• What is expected:
The answer must be every line of the records below that contains the word "floor", copied out.
===============
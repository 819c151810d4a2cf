//! Positional instruction builder.
//!
//! Wraps one function and a current block; every emit method appends to that
//! block and returns the defined register. Terminator methods seal the block.

use super::{
    BasicBlock, BinOp, BlockId, Callee, Const, Function, IcmpPred, Inst, Operand, Ordering,
    Terminator, Ty, Value,
};

pub struct Builder<'f> {
    func: &'f mut Function,
    block: BlockId,
}

impl<'f> Builder<'f> {
    pub fn new(func: &'f mut Function, block: BlockId) -> Self {
        Self { func, block }
    }

    /// Move the insertion point to another block.
    pub fn set_block(&mut self, block: BlockId) {
        self.block = block;
    }

    pub fn current_block(&self) -> BlockId {
        self.block
    }

    pub fn func(&mut self) -> &mut Function {
        self.func
    }

    fn cur(&mut self) -> &mut BasicBlock {
        self.func.block_mut(self.block)
    }

    fn push(&mut self, inst: Inst) {
        self.cur().insts.push(inst);
    }

    pub fn alloca(&mut self, ty: Ty, name: &str) -> Value {
        let dest = self.func.fresh_value();
        self.push(Inst::Alloca {
            dest,
            ty,
            name: name.to_string(),
        });
        dest
    }

    pub fn load(&mut self, ty: Ty, ptr: Operand) -> Value {
        let dest = self.func.fresh_value();
        self.push(Inst::Load { dest, ty, ptr });
        dest
    }

    pub fn store(&mut self, val: Operand, ptr: Operand) {
        self.push(Inst::Store {
            val,
            ptr,
            volatile: false,
        });
    }

    pub fn store_volatile(&mut self, val: Operand, ptr: Operand) {
        self.push(Inst::Store {
            val,
            ptr,
            volatile: true,
        });
    }

    pub fn bin(&mut self, op: BinOp, ty: Ty, lhs: Operand, rhs: Operand) -> Value {
        let dest = self.func.fresh_value();
        self.push(Inst::Bin {
            dest,
            op,
            ty,
            lhs,
            rhs,
        });
        dest
    }

    pub fn icmp(&mut self, pred: IcmpPred, lhs: Operand, rhs: Operand) -> Value {
        let dest = self.func.fresh_value();
        self.push(Inst::Icmp { dest, pred, lhs, rhs });
        dest
    }

    pub fn select(&mut self, ty: Ty, cond: Operand, on_true: Operand, on_false: Operand) -> Value {
        let dest = self.func.fresh_value();
        self.push(Inst::Select {
            dest,
            ty,
            cond,
            on_true,
            on_false,
        });
        dest
    }

    pub fn cast(&mut self, to: Ty, src: Operand) -> Value {
        let dest = self.func.fresh_value();
        self.push(Inst::Cast { dest, to, src });
        dest
    }

    pub fn gep(&mut self, elem: Ty, base: Operand, index: Operand) -> Value {
        let dest = self.func.fresh_value();
        self.push(Inst::Gep {
            dest,
            elem,
            base,
            index,
        });
        dest
    }

    /// A phi with its incoming list; use [`Builder::phi_add_incoming`] for
    /// edges that do not exist yet.
    pub fn phi(&mut self, ty: Ty, incoming: Vec<(Operand, BlockId)>) -> Value {
        let dest = self.func.fresh_value();
        self.push(Inst::Phi { dest, ty, incoming });
        dest
    }

    /// Append an incoming edge to a previously created phi.
    pub fn phi_add_incoming(&mut self, block: BlockId, phi: Value, val: Operand, pred: BlockId) {
        for inst in &mut self.func.block_mut(block).insts {
            if let Inst::Phi { dest, incoming, .. } = inst {
                if *dest == phi {
                    incoming.push((val, pred));
                    return;
                }
            }
        }
        panic!("phi {phi:?} not found in block {block:?}");
    }

    pub fn call(&mut self, ret: Ty, callee: Callee, args: Vec<Operand>) -> Option<Value> {
        let dest = if ret == Ty::Void {
            None
        } else {
            Some(self.func.fresh_value())
        };
        self.push(Inst::Call {
            dest,
            ret,
            callee,
            args,
        });
        dest
    }

    pub fn call_direct(&mut self, ret: Ty, name: &str, args: Vec<Operand>) -> Option<Value> {
        self.call(ret, Callee::Direct(name.to_string()), args)
    }

    pub fn cmpxchg(
        &mut self,
        ptr: Operand,
        expected: Operand,
        desired: Operand,
        ordering: Ordering,
    ) -> Value {
        let dest = self.func.fresh_value();
        self.push(Inst::Cmpxchg {
            dest,
            ptr,
            expected,
            desired,
            ordering,
        });
        dest
    }

    pub fn br(&mut self, target: BlockId) {
        self.cur().term = Some(Terminator::Br { target });
    }

    pub fn cond_br(&mut self, cond: Operand, on_true: BlockId, on_false: BlockId) {
        self.cur().term = Some(Terminator::CondBr {
            cond,
            on_true,
            on_false,
        });
    }

    pub fn switch(&mut self, value: Operand, default: BlockId, cases: Vec<(u64, BlockId)>) {
        self.cur().term = Some(Terminator::Switch {
            value,
            default,
            cases,
        });
    }

    pub fn ret(&mut self, value: Operand) {
        self.cur().term = Some(Terminator::Ret { value: Some(value) });
    }

    pub fn ret_void(&mut self) {
        self.cur().term = Some(Terminator::Ret { value: None });
    }

    pub fn unreachable(&mut self) {
        self.cur().term = Some(Terminator::Unreachable);
    }

    /// Shorthand for an i32 constant operand.
    pub fn i32(&self, v: u32) -> Operand {
        Operand::Const(Const::i32(v))
    }

    /// Shorthand for an i8 constant operand.
    pub fn i8(&self, v: u8) -> Operand {
        Operand::Const(Const::i8(v))
    }
}
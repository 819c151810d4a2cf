//! String encryption.
//!
//! Every constant NUL-terminated byte-array global is replaced by a
//! ciphertext global plus a pair of dispatch stubs behind a function-pointer
//! global. The first caller claims the pointer with a compare-and-swap,
//! decrypts the buffer in place, and flips the pointer to a stub that just
//! returns the (now plaintext) buffer, so later calls pay one indirect call.
//! Each string independently draws one of four cipher schemes and its own key
//! material, and the stored key is itself obfuscated per scheme.

use crate::safety::SafetyOracle;
use crate::{PassContext, Result, Transform};
use chakravyuha_core::{
    is_string_global, BinOp, Builder, Callee, Const, FnAttr, Function, Global, GlobalInit,
    IcmpPred, Inst, Linkage, Module, Operand, Ordering, Ty, Value,
};
use rand::seq::SliceRandom;
use rand::{rngs::StdRng, Rng, RngCore};
use tracing::debug;

const KEY_LENGTH: usize = 16;
const SBOX_SIZE: usize = 256;

const METHOD: &str = "Fully Polymorphic On-Demand Decryption via Self-Modifying Pointers \
                      and Data-in-Code Stubs";

/// Per-string cipher choice.
#[derive(Debug, Clone, Copy, PartialEq, Eq)]
pub enum Scheme {
    XorWithIndex,
    AddWithIndex,
    SubFromConstant,
    SBox,
}

impl Scheme {
    fn pick(rng: &mut StdRng) -> Scheme {
        match rng.random_range(0..4) {
            0 => Scheme::XorWithIndex,
            1 => Scheme::AddWithIndex,
            2 => Scheme::SubFromConstant,
            _ => Scheme::SBox,
        }
    }
}

/// XOR the plaintext against a repeating key. Its own inverse.
pub fn encrypt_with_xor(plain: &[u8], key: &[u8]) -> Vec<u8> {
    plain
        .iter()
        .enumerate()
        .map(|(i, &b)| b ^ key[i % KEY_LENGTH])
        .collect()
}

/// Add a repeating key byte-wise; decryption subtracts.
pub fn encrypt_with_add(plain: &[u8], key: &[u8]) -> Vec<u8> {
    plain
        .iter()
        .enumerate()
        .map(|(i, &b)| b.wrapping_add(key[i % KEY_LENGTH]))
        .collect()
}

/// Substitute every byte through a permutation of 0..=255.
pub fn encrypt_with_sbox(plain: &[u8], sbox: &[u8; SBOX_SIZE]) -> Vec<u8> {
    plain.iter().map(|&b| sbox[b as usize]).collect()
}

/// A random byte permutation and its inverse.
pub fn generate_sbox(rng: &mut StdRng) -> ([u8; SBOX_SIZE], [u8; SBOX_SIZE]) {
    let mut sbox = [0u8; SBOX_SIZE];
    for (i, slot) in sbox.iter_mut().enumerate() {
        *slot = i as u8;
    }
    sbox.shuffle(rng);
    let mut inv = [0u8; SBOX_SIZE];
    for (i, &mapped) in sbox.iter().enumerate() {
        inv[mapped as usize] = i as u8;
    }
    (sbox, inv)
}

/// The form the key takes inside the binary. The stub undoes this at entry.
pub fn obfuscate_key(scheme: Scheme, key: &[u8; KEY_LENGTH]) -> [u8; KEY_LENGTH] {
    let mut out = [0u8; KEY_LENGTH];
    for (i, &k) in key.iter().enumerate() {
        out[i] = match scheme {
            Scheme::XorWithIndex => k ^ i as u8,
            Scheme::AddWithIndex => k.wrapping_add(i as u8),
            Scheme::SubFromConstant => 0xFF - k,
            Scheme::SBox => unreachable!("sbox carries no key"),
        };
    }
    out
}

pub struct StringEncryption;

impl Transform for StringEncryption {
    fn name(&self) -> &'static str {
        "StringEncrypt"
    }

    fn apply(&self, module: &mut Module, cx: &mut PassContext<'_>) -> Result<bool> {
        cx.report.enable_string_encryption = true;
        cx.report.passes_run.push("StringEncrypt".to_string());

        let candidates: Vec<String> = module
            .globals
            .iter()
            .filter(|g| is_string_global(g))
            // Inverse S-Box tables from an earlier run are constant byte
            // arrays too; re-encrypting one would corrupt its decryptor.
            .filter(|g| !g.name.starts_with("inv_sbox_"))
            .map(|g| g.name.clone())
            .collect();
        if candidates.is_empty() {
            cx.report.string_method = METHOD.to_string();
            return Ok(false);
        }

        let oracle = SafetyOracle::for_module(module);
        let mut changed = false;
        let mut string_id = module
            .globals
            .iter()
            .filter(|g| g.name.starts_with("dispatch_ptr_"))
            .count();

        for name in candidates {
            let Some(global) = module.global(&name) else {
                continue;
            };
            let GlobalInit::Bytes(plain) = global.init.clone() else {
                continue;
            };
            if plain.is_empty() {
                continue;
            }
            let linkage = global.linkage;
            let align = global.align;

            let users = module.functions_using_global(&name);
            if users.iter().any(|u| oracle.is_unsafe(u)) {
                debug!("strenc: '{name}' used from unsafe function, left in plaintext");
                continue;
            }

            cx.report.strings_encrypted += 1;
            cx.report.original_ir_string_data_size += plain.len() as u64;

            let scheme = Scheme::pick(&mut cx.rng);
            let decrypt_name = format!("chakravyuha_decrypt_{string_id}");
            let cipher = match scheme {
                Scheme::SBox => {
                    let (sbox, inv) = generate_sbox(&mut cx.rng);
                    let inv_name = format!("inv_sbox_{string_id}");
                    module.add_global(Global {
                        name: inv_name.clone(),
                        ty: Ty::i8_array(SBOX_SIZE),
                        is_constant: true,
                        linkage: Linkage::Private,
                        align: None,
                        init: GlobalInit::Bytes(inv.to_vec()),
                    });
                    module.add_function(build_decrypt_stub(
                        &decrypt_name,
                        scheme,
                        None,
                        Some(&inv_name),
                    ));
                    encrypt_with_sbox(&plain, &sbox)
                }
                _ => {
                    let mut key = [0u8; KEY_LENGTH];
                    cx.rng.fill_bytes(&mut key);
                    let obfuscated = obfuscate_key(scheme, &key);
                    module.add_function(build_decrypt_stub(
                        &decrypt_name,
                        scheme,
                        Some(&obfuscated),
                        None,
                    ));
                    match scheme {
                        Scheme::AddWithIndex => encrypt_with_add(&plain, &key),
                        _ => encrypt_with_xor(&plain, &key),
                    }
                }
            };
            cx.report.obfuscated_ir_string_data_size += cipher.len() as u64;

            // In-place decryption mutates the buffer, so the ciphertext
            // global must not be constant.
            let enc_name = format!("{name}.enc");
            let cipher_len = cipher.len();
            module.add_global(Global {
                name: enc_name.clone(),
                ty: Ty::i8_array(cipher_len),
                is_constant: false,
                linkage,
                align,
                init: GlobalInit::Bytes(cipher),
            });

            let ptr_name = format!("dispatch_ptr_{string_id}");
            let fast_name = format!("dispatch_fast_{string_id}");
            let slow_name = format!("dispatch_slow_{string_id}");
            module.add_global(Global {
                name: ptr_name.clone(),
                ty: Ty::Ptr,
                is_constant: false,
                linkage: Linkage::Private,
                align: None,
                init: GlobalInit::FuncAddr(slow_name.clone()),
            });
            module.add_function(build_fast_dispatch(&fast_name, &enc_name));
            module.add_function(build_slow_dispatch(
                &slow_name,
                &fast_name,
                &enc_name,
                cipher_len as u32,
                &decrypt_name,
                &ptr_name,
            ));

            rewrite_users(module, &name, &ptr_name);

            if !module.global_has_uses(&name) {
                module.erase_global(&name);
                changed = true;
            }
            string_id += 1;
        }

        cx.report.string_method = METHOD.to_string();
        Ok(changed)
    }
}
use crate::fixtures;
use chakravyuha_core::interp::Evaluator;
use chakravyuha_core::seed::Seed;
use chakravyuha_core::{verify_module, GlobalInit};
use chakravyuha_transform::pass::{run_named, PipelineConfig};
use chakravyuha_transform::PreservedAnalyses;

fn pinned(seed_byte: u8) -> PipelineConfig {
    let hex: String = std::iter::repeat(format!("{seed_byte:02x}")).take(32).collect();
    PipelineConfig::with_seed(Seed::from_hex(&hex).unwrap())
}

/// The plaintext byte sequence (with its NUL) must not survive anywhere in
/// the module's global data.
fn assert_plaintext_absent(m: &chakravyuha_core::Module, text: &str) {
    let mut needle = text.as_bytes().to_vec();
    needle.push(0);
    for g in &m.globals {
        if let GlobalInit::Bytes(bytes) = &g.init {
            let leaked = bytes.windows(needle.len()).any(|w| w == needle);
            assert!(!leaked, "plaintext leaked through global '{}'", g.name);
        }
    }
    assert!(
        !m.to_string().contains(text),
        "plaintext visible in printed module"
    );
}

#[test]
fn encrypted_string_still_prints_at_runtime() {
    let mut m = fixtures::hello_module("TEAM_CHAKRAVYUHA");
    let (preserved, report) =
        run_named(&mut m, "chakravyuha-string-encrypt", &PipelineConfig::default()).unwrap();
    assert_eq!(preserved, PreservedAnalyses::None);
    assert_eq!(report.strings_encrypted, 1);
    assert_eq!(report.original_ir_string_data_size, 17);
    verify_module(&m).unwrap();

    assert!(m.global(".str").is_none(), "plaintext global must be erased");
    let enc = m.global(".str.enc").expect("ciphertext global");
    assert!(!enc.is_constant, "in-place decryption needs mutable storage");
    assert!(m.global("dispatch_ptr_0").is_some());
    assert_plaintext_absent(&m, "TEAM_CHAKRAVYUHA");

    let (_, output) = chakravyuha_core::interp::run(&m, "main", &[]).unwrap();
    assert_eq!(output, "TEAM_CHAKRAVYUHA\n");
}

#[test]
fn second_call_takes_the_cached_path() {
    let mut m = fixtures::hello_module("TEAM_CHAKRAVYUHA");
    run_named(&mut m, "chakravyuha-string-encrypt", &PipelineConfig::default()).unwrap();

    let mut eval = Evaluator::new(&m);
    eval.call("main", &[]).unwrap();
    eval.call("main", &[]).unwrap();
    assert_eq!(eval.output, "TEAM_CHAKRAVYUHA\nTEAM_CHAKRAVYUHA\n");

    // After the first call the buffer holds plaintext and stays that way:
    // the dispatch pointer was swapped to the fast stub, so the decryption
    // loop cannot run a second time.
    let bytes = eval.global_bytes(".str.enc").unwrap();
    assert_eq!(&bytes[..16], b"TEAM_CHAKRAVYUHA");
}

#[test]
fn every_scheme_decrypts_correctly() {
    // A dozen strings across several seeds covers all four schemes without
    // reaching into the scheme draw itself.
    for seed_byte in [0x11u8, 0x22, 0x33, 0x44] {
        let mut m = chakravyuha_core::Module::new("many.c", fixtures::TRIPLE);
        m.add_function(chakravyuha_core::Function::declaration(
            "puts",
            vec![chakravyuha_core::Function::param("s", chakravyuha_core::Ty::Ptr)],
            chakravyuha_core::Ty::I32,
        ));
        let texts: Vec<String> = (0..12).map(|i| format!("needle-{seed_byte:02x}-{i}")).collect();
        for (i, text) in texts.iter().enumerate() {
            m.add_global(chakravyuha_core::Global::string(&format!(".str.{i}"), text));
        }
        let mut f = chakravyuha_core::Function::new("main", vec![], chakravyuha_core::Ty::I32);
        let entry = f.add_block("entry");
        let mut b = chakravyuha_core::Builder::new(&mut f, entry);
        for i in 0..texts.len() {
            b.call_direct(
                chakravyuha_core::Ty::I32,
                "puts",
                vec![chakravyuha_core::Operand::global(&format!(".str.{i}"))],
            );
        }
        b.ret(b.i32(0));
        m.add_function(f);

        let (_, report) = run_named(&mut m, "chakravyuha-string-encrypt", &pinned(seed_byte)).unwrap();
        assert_eq!(report.strings_encrypted, 12);
        verify_module(&m).unwrap();

        let (_, output) = chakravyuha_core::interp::run(&m, "main", &[]).unwrap();
        let expected: String = texts.iter().map(|t| format!("{t}\n")).collect();
        assert_eq!(output, expected, "seed {seed_byte:02x}");
        for text in &texts {
            assert_plaintext_absent(&m, text);
        }
    }
}

#[test]
fn encryption_is_idempotent() {
    let mut m = fixtures::hello_module("TEAM_CHAKRAVYUHA");
    let (_, first) =
        run_named(&mut m, "chakravyuha-string-encrypt", &PipelineConfig::default()).unwrap();
    assert_eq!(first.strings_encrypted, 1);

    let globals_after_first = m.globals.len();
    let functions_after_first = m.functions.len();
    let (preserved, second) =
        run_named(&mut m, "chakravyuha-string-encrypt", &PipelineConfig::default()).unwrap();
    assert_eq!(second.strings_encrypted, 0, "nothing new to encrypt");
    assert_eq!(preserved, PreservedAnalyses::All);
    assert_eq!(m.globals.len(), globals_after_first);
    assert_eq!(m.functions.len(), functions_after_first);

    let (_, output) = chakravyuha_core::interp::run(&m, "main", &[]).unwrap();
    assert_eq!(output, "TEAM_CHAKRAVYUHA\n");
}

#[test]
fn report_records_the_method_string() {
    let mut m = fixtures::hello_module("x");
    let (_, report) =
        run_named(&mut m, "chakravyuha-string-encrypt", &PipelineConfig::default()).unwrap();
    assert!(report.string_method.contains("Polymorphic"));
}
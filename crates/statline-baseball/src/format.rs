// Display formatting for stat values.

/// Averages shown to three decimals without the leading zero (`.300`).
const AVERAGE_STATS: &[&str] = &[
    "AVG", "OBP", "SLG", "OPS", "ISO", "BA", "BAA", "OBPA", "SLGA", "OPSA", "BABIP", "BABIP_A",
    "W-L%",
];

const TWO_DECIMAL_STATS: &[&str] = &[
    "ERA", "WHIP", "FIP", "H/6", "HR/6", "BB/6", "K/6", "K/BB", "GB/FB", "GB/FB_A", "WAR", "RE24",
    "WPA", "Avg Diff",
];

const ONE_DECIMAL_STATS: &[&str] = &["H6", "HR6", "BB6", "SO6", "SO/BB"];

/// Format a stat value for display. Accepts either a display label or a raw
/// field key.
pub fn format_stat(label: &str, value: f64) -> String {
    if AVERAGE_STATS.contains(&label) {
        let fixed = format!("{value:.3}");
        return match fixed.strip_prefix('0') {
            Some(rest) => rest.to_string(),
            None => fixed,
        };
    }
    if TWO_DECIMAL_STATS.contains(&label) {
        return format!("{value:.2}");
    }
    if ONE_DECIMAL_STATS.contains(&label) {
        return format!("{value:.1}");
    }
    if label == "IP" {
        return format_innings(value);
    }
    if label.contains('%') {
        return format!("{:.1}", value * 100.0);
    }
    format!("{}", round_half_up(value))
}

/// Like [`format_stat`], with `-` for a missing value.
pub fn format_optional(label: &str, value: Option<f64>) -> String {
    match value {
        Some(v) => format_stat(label, v),
        None => "-".to_string(),
    }
}

/// Innings in baseball notation: whole innings plus outs (`12.2` is twelve
/// and two-thirds).
pub fn format_innings(ip: f64) -> String {
    let innings = ip.floor();
    let outs = round_half_up((ip - innings) * 3.0);
    if outs >= 3 {
        format!("{:.1}", innings + 1.0)
    } else {
        format!("{}.{}", innings as i64, outs)
    }
}

/// Nearest integer, halves rounded up.
pub fn round_half_up(value: f64) -> i64 {
    (value + 0.5).floor() as i64
}

// ---------------------------------------------------------------------------
// Tests
// ---------------------------------------------------------------------------
// Library root: the leaderboard engine and the league views built on the
// loaded datasets.

pub mod catalog;
pub mod format;
pub mod franchise;
pub mod leaderboard;
pub mod qualification;
pub mod search;
pub mod standings;
pub mod ties;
===============
• Solution for this problem:
    let innings = ip.floor();
    (value + 0.5).floor() as i64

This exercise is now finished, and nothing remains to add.